New Zealand’s aggressive approach to the Covid-19 pandemic has been praised around the world. At the time of publication, the country had recorded just over 1,500 confirmed cases and only 21 deaths. The Pharmacist spoke to Ian McMichael, president of the Pharmaceutical Society of New Zealand (PSNZ) to find out how pharmacies experienced the pandemic on the frontline.
Similar to how things began in the UK, pharmacies in New Zealand experienced a mass panic from the public at the start of the Covid-19 lockdown. ‘A lot of pharmacies closed their doors to promote social distancing and keep their staff safe,’ Mr McMichael explained. ‘We also struggled to get hold of PPE, much like the rest of the world.’
‘We’ve been on the frontline through this’
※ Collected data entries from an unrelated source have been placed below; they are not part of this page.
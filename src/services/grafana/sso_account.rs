//! `tencentcloud_monitor_grafana_sso_account`: a Tencent Cloud sub-account
//! allowed into a Grafana instance, with per-organization roles.

use super::model::{GrafanaAccountRole, SsoAccountRequest};
use super::service::GrafanaService;
use crate::connectivity::TencentCloudClient;
use crate::error::Result;
use crate::helper::{build_id, non_empty, null_default, parse_id};
use crate::resource::Resource;
use crate::schema::{Attribute, Block, NestedBlock, Schema};
use crate::state::ResourceData;
use async_trait::async_trait;
use serde::{Deserialize, Serialize};

#[derive(Debug, Clone, Default, PartialEq, Serialize, Deserialize)]
#[serde(default)]
struct RoleState {
    #[serde(deserialize_with = "null_default")]
    organization: String,
    #[serde(deserialize_with = "null_default")]
    role: String,
}

fn roles(d: &ResourceData) -> Result<Vec<GrafanaAccountRole>> {
    let roles: Vec<RoleState> = d.decode_key("role")?;
    Ok(roles
        .into_iter()
        .map(|r| GrafanaAccountRole {
            organization: r.organization,
            role: r.role,
        })
        .collect())
}

/// `tencentcloud_monitor_grafana_sso_account`, id `instanceId#userId`.
pub struct GrafanaSsoAccount;

impl GrafanaSsoAccount {
    fn request<'a>(d: &ResourceData, instance_id: &'a str, user_id: &'a str) -> Result<SsoAccountRequest<'a>> {
        Ok(SsoAccountRequest {
            instance_id,
            user_id,
            role: roles(d)?,
            notes: non_empty(d.get_str("notes").map(str::to_string)),
        })
    }
}

#[async_trait]
impl Resource for GrafanaSsoAccount {
    fn name(&self) -> &'static str {
        "tencentcloud_monitor_grafana_sso_account"
    }

    fn schema(&self) -> Schema {
        Schema::v0()
            .with_attribute("instance_id", Attribute::required_string().with_description("Grafana instance id."))
            .with_attribute("user_id", Attribute::required_string().with_description("Sub-account uin."))
            .with_attribute("notes", Attribute::optional_computed_string())
            .with_block(
                "role",
                NestedBlock::list(
                    Block::new()
                        .with_attribute("organization", Attribute::required_string().with_description("Grafana organization id."))
                        .with_attribute(
                            "role",
                            Attribute::required_string()
                                .with_allowed_strings(&["Admin", "Editor", "Viewer"])
                                .with_description("Role in the organization."),
                        ),
                )
                .with_computed(),
            )
    }

    fn immutable_args(&self) -> &'static [&'static str] {
        &["instance_id", "user_id"]
    }

    async fn create(&self, client: &TencentCloudClient, d: &mut ResourceData) -> Result<()> {
        let instance_id = d.require_str("instance_id")?.to_string();
        let user_id = d.require_str("user_id")?.to_string();

        let service = GrafanaService::new(client);
        let req = Self::request(d, &instance_id, &user_id)?;
        service.create_sso_account(&req).await?;
        service.wait_instance_running(&instance_id).await?;

        d.set_id(build_id(&[&instance_id, &user_id]));
        self.read(client, d).await
    }

    async fn read(&self, client: &TencentCloudClient, d: &mut ResourceData) -> Result<()> {
        let id = d.id().to_string();
        let parts = parse_id(&id, 2)?;
        let (instance_id, user_id) = (parts[0], parts[1]);

        let account = GrafanaService::new(client)
            .describe_sso_account(instance_id, user_id)
            .await?;
        let Some(account) = account else {
            d.set_id("");
            return Ok(());
        };

        d.set("instance_id", instance_id);
        d.set("user_id", account.user_id);
        d.set("notes", account.notes);
        let roles: Vec<RoleState> = account
            .role
            .into_iter()
            .map(|r| RoleState {
                organization: r.organization,
                role: r.role,
            })
            .collect();
        d.set("role", serde_json::to_value(roles)?);
        Ok(())
    }

    async fn update(&self, client: &TencentCloudClient, d: &mut ResourceData) -> Result<()> {
        let id = d.id().to_string();
        let parts = parse_id(&id, 2)?;
        if d.has_changes(&["notes", "role"]) {
            let service = GrafanaService::new(client);
            let req = Self::request(d, parts[0], parts[1])?;
            service.update_sso_account(&req).await?;
            service.wait_instance_running(parts[0]).await?;
        }
        self.read(client, d).await
    }

    async fn delete(&self, client: &TencentCloudClient, d: &mut ResourceData) -> Result<()> {
        let id = d.id().to_string();
        let parts = parse_id(&id, 2)?;
        let service = GrafanaService::new(client);
        service.delete_sso_account(parts[0], parts[1]).await?;
        service.wait_instance_running(parts[0]).await
    }
}

#[cfg(test)]
mod tests {
    use super::*;
    use serde_json::json;

    #[test]
    fn test_account_request() {
        let d = ResourceData::new(json!({
            "instance_id": "grafana-1",
            "user_id": "100001",
            "notes": "",
            "role": [{"organization": "1", "role": "Viewer"}]
        }));
        let req = GrafanaSsoAccount::request(&d, "grafana-1", "100001").unwrap();
        assert!(req.notes.is_none());
        assert_eq!(
            serde_json::to_value(&req).unwrap(),
            json!({
                "InstanceId": "grafana-1",
                "UserId": "100001",
                "Role": [{"Organization": "1", "Role": "Viewer"}]
            })
        );
    }
}
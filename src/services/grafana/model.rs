//! Request and response shapes of the Grafana instance calls.
//!
//! Field names follow the API; only non-obvious ones are documented.
#![allow(missing_docs)]

use serde::{Deserialize, Serialize};

/// `InstanceStatus` of a running Grafana instance.
pub const GRAFANA_STATUS_RUNNING: &str = "2";
/// `InstanceStatus` of an abnormal Grafana instance.
pub const GRAFANA_STATUS_ABNORMAL: &str = "3";
/// Creating, changing, upgrading and restarting.
pub const GRAFANA_STATUS_PENDING: &[&str] = &["1", "7", "8", "9"];

#[derive(Debug, Clone, Serialize)]
#[serde(rename_all = "PascalCase")]
pub struct InstanceIdRequest<'a> {
    pub instance_id: &'a str,
}

#[derive(Debug, Clone, Serialize)]
#[serde(rename_all = "PascalCase")]
pub struct DescribeGrafanaInstancesRequest<'a> {
    pub instance_ids: Vec<&'a str>,
    pub offset: i64,
    pub limit: i64,
}

#[derive(Debug, Clone, Default, Deserialize)]
#[serde(rename_all = "PascalCase", default)]
pub struct GrafanaInstance {
    pub instance_id: String,
    pub instance_name: String,
    pub instance_status: i64,
    #[serde(rename = "EnableSSO")]
    pub enable_sso: bool,
}

#[derive(Debug, Clone, Default, Deserialize)]
#[serde(rename_all = "PascalCase", default)]
pub struct DescribeGrafanaInstancesResponse {
    pub instances: Vec<GrafanaInstance>,
}

#[derive(Debug, Clone, Serialize)]
#[serde(rename_all = "PascalCase")]
pub struct UpdateGrafanaWhiteListRequest<'a> {
    pub instance_id: &'a str,
    pub whitelist: &'a [String],
}

#[derive(Debug, Clone, Default, Deserialize)]
#[serde(rename_all = "PascalCase", default)]
pub struct DescribeGrafanaWhiteListResponse {
    pub white_list: Vec<String>,
}

#[derive(Debug, Clone, Serialize)]
#[serde(rename_all = "PascalCase")]
pub struct UpdateDnsConfigRequest<'a> {
    pub instance_id: &'a str,
    pub name_servers: &'a [String],
}

#[derive(Debug, Clone, Default, Deserialize)]
#[serde(rename_all = "PascalCase", default)]
pub struct DescribeDnsConfigResponse {
    pub name_servers: Vec<String>,
}

/// `Envs` is a JSON object encoded as a string.
#[derive(Debug, Clone, Serialize)]
#[serde(rename_all = "PascalCase")]
pub struct UpdateGrafanaEnvironmentsRequest<'a> {
    pub instance_id: &'a str,
    pub envs: String,
}

#[derive(Debug, Clone, Default, Deserialize)]
#[serde(rename_all = "PascalCase", default)]
pub struct DescribeGrafanaEnvironmentsResponse {
    pub envs: String,
}

#[derive(Debug, Clone, Serialize)]
#[serde(rename_all = "PascalCase")]
pub struct UpdateGrafanaConfigRequest<'a> {
    pub instance_id: &'a str,
    pub config: &'a str,
}

#[derive(Debug, Clone, Default, Deserialize)]
#[serde(rename_all = "PascalCase", default)]
pub struct DescribeGrafanaConfigResponse {
    pub config: String,
}

#[derive(Debug, Clone, Serialize)]
#[serde(rename_all = "PascalCase")]
pub struct EnableGrafanaSsoRequest<'a> {
    pub instance_id: &'a str,
    #[serde(rename = "EnableSSO")]
    pub enable_sso: bool,
}

#[derive(Debug, Clone, Default, PartialEq, Serialize, Deserialize)]
#[serde(rename_all = "PascalCase", default)]
pub struct GrafanaAccountRole {
    pub organization: String,
    pub role: String,
}

/// Body of `CreateSSOAccount` and `UpdateSSOAccount`.
#[derive(Debug, Clone, Serialize)]
#[serde(rename_all = "PascalCase")]
pub struct SsoAccountRequest<'a> {
    pub instance_id: &'a str,
    pub user_id: &'a str,
    pub role: Vec<GrafanaAccountRole>,
    #[serde(skip_serializing_if = "Option::is_none")]
    pub notes: Option<String>,
}

#[derive(Debug, Clone, Serialize)]
#[serde(rename_all = "PascalCase")]
pub struct SsoAccountIdRequest<'a> {
    pub instance_id: &'a str,
    pub user_id: &'a str,
}

#[derive(Debug, Clone, Default, Deserialize)]
#[serde(rename_all = "PascalCase", default)]
pub struct GrafanaAccount {
    pub user_id: String,
    pub role: Vec<GrafanaAccountRole>,
    pub notes: String,
    pub created_at: String,
    pub instance_id: String,
    pub uin: String,
}

#[derive(Debug, Clone, Default, Deserialize)]
#[serde(rename_all = "PascalCase", default)]
pub struct DescribeSsoAccountResponse {
    pub account_set: Vec<GrafanaAccount>,
}

#[cfg(test)]
mod tests {
    use super::*;
    use serde_json::json;

    #[test]
    fn test_sso_field_names() {
        let req = EnableGrafanaSsoRequest {
            instance_id: "grafana-1",
            enable_sso: true,
        };
        assert_eq!(
            serde_json::to_value(&req).unwrap(),
            json!({"InstanceId": "grafana-1", "EnableSSO": true})
        );

        let resp: DescribeGrafanaInstancesResponse = serde_json::from_value(json!({
            "Instances": [{"InstanceId": "grafana-1", "InstanceStatus": 2, "EnableSSO": true}]
        }))
        .unwrap();
        assert!(resp.instances[0].enable_sso);
        assert_eq!(resp.instances[0].instance_status, 2);
    }
}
Like pharmacy in the UK, pharmacies in New Zealand have been ‘massively relied upon’ throughout the pandemic. ‘We’ve been on the frontline through this, we provided access to medicine and healthcare and support when doctors surgeries were closed,’ he said.
In response to the growing demand felt by pharmacies, the government quickly gave the pharmacy sector NZD 15 million – which is just under £7.5 million – at the start of the pandemic to help teams with the higher workload and additional effort teams were expected to deliver.
Community pharmacy not ‘properly supported’
However, many NZ pharmacists have reported that this funding was inadequate and would not compensate for the amount spent during the pandemic.
At a select committee meeting, CEO of the Pharmacy Guild of New Zealand, Andrew Gaudin, said that community pharmacy had not been ‘properly supported by the Ministry of Health and District Health Boards, whether that be sourcing the right personal protective equipment to keep our staff and our patients safe or ongoing financial support that recognises the cost pressures we are under.’
He added: ‘For community pharmacies to continue performing their vital role for patients, it is critical to ensure that the sector has ongoing stability and financial sustainability during these extraordinary times and into the future.’
Sector hopes to provide more
This lack of financing does not reflect general feeling towards pharmacy, Mr McMichael commented. The sector has been ‘especially valued’ throughout this pandemic, he said. ‘We are a highly valued aspect of healthcare in New Zealand – not that that comes out in the funding packages we’re given.’
Their frontline role during the pandemic may help PSNZ argue for more resource for pharmacies, so they can do more for their local populations.
‘The hope is that pharmacies will be able to offer more clinical services. By 2025, I’d like to see pharmacies administering all vaccinations, from six-week-old babies to end of life,’ Mr McMichael said.
Delivering unprecedented numbers of flu vaccine
This winter, the sector has experienced an upsurge in demand for flu vaccination. ‘We’ve been administering three times the number of flu vaccines we usually give out; the demand is so high,’ said Mr McMichael.
A nationwide campaign has been running to encourage as many people as possible to get vaccinated against seasonal flu.
The high demand for the vaccine is now causing some supply issues, he reports. ‘There were issues at the beginning, and I do think now the [government] is afraid it will run out of stock.’
Patient violence has not been an issue
Bad feeling and anger from patients about waiting times and queuing has not been such as problem in New Zealand as it has been in the UK. ‘I did hear of a lot of violence towards pharmacists in other countries, but I’ve not heard any major reports from here. The vast majority of people have been very accepting,’ he said.
‘Police have also been very supportive of us throughout this period,’ he added.
Long term benefits
One of the ‘great benefits’ of the pandemic, according to Mr McMichael, has been that it has forced New Zealand to the use of electronic prescriptions. ‘Before this New Zealand hadn’t embraced a lot of electronic prescribing at all. Then suddenly overnight, we had to embrace it, because we couldn’t have bits of paper going from medical centres to pharmacies.’
Health disasters can bring about positive change, he comments. During a measles outbreak in New Zealand last year, pharmacists were allowed to administer MMR vaccines for the first time. Mr McMichael hopes a similar change will come about following the Covid-19 pandemic.
‘Pharmacy is all about accessibility for vulnerable people. I believe that if given the chance, pharmacy can provide better and more accessible services to vulnerable people.’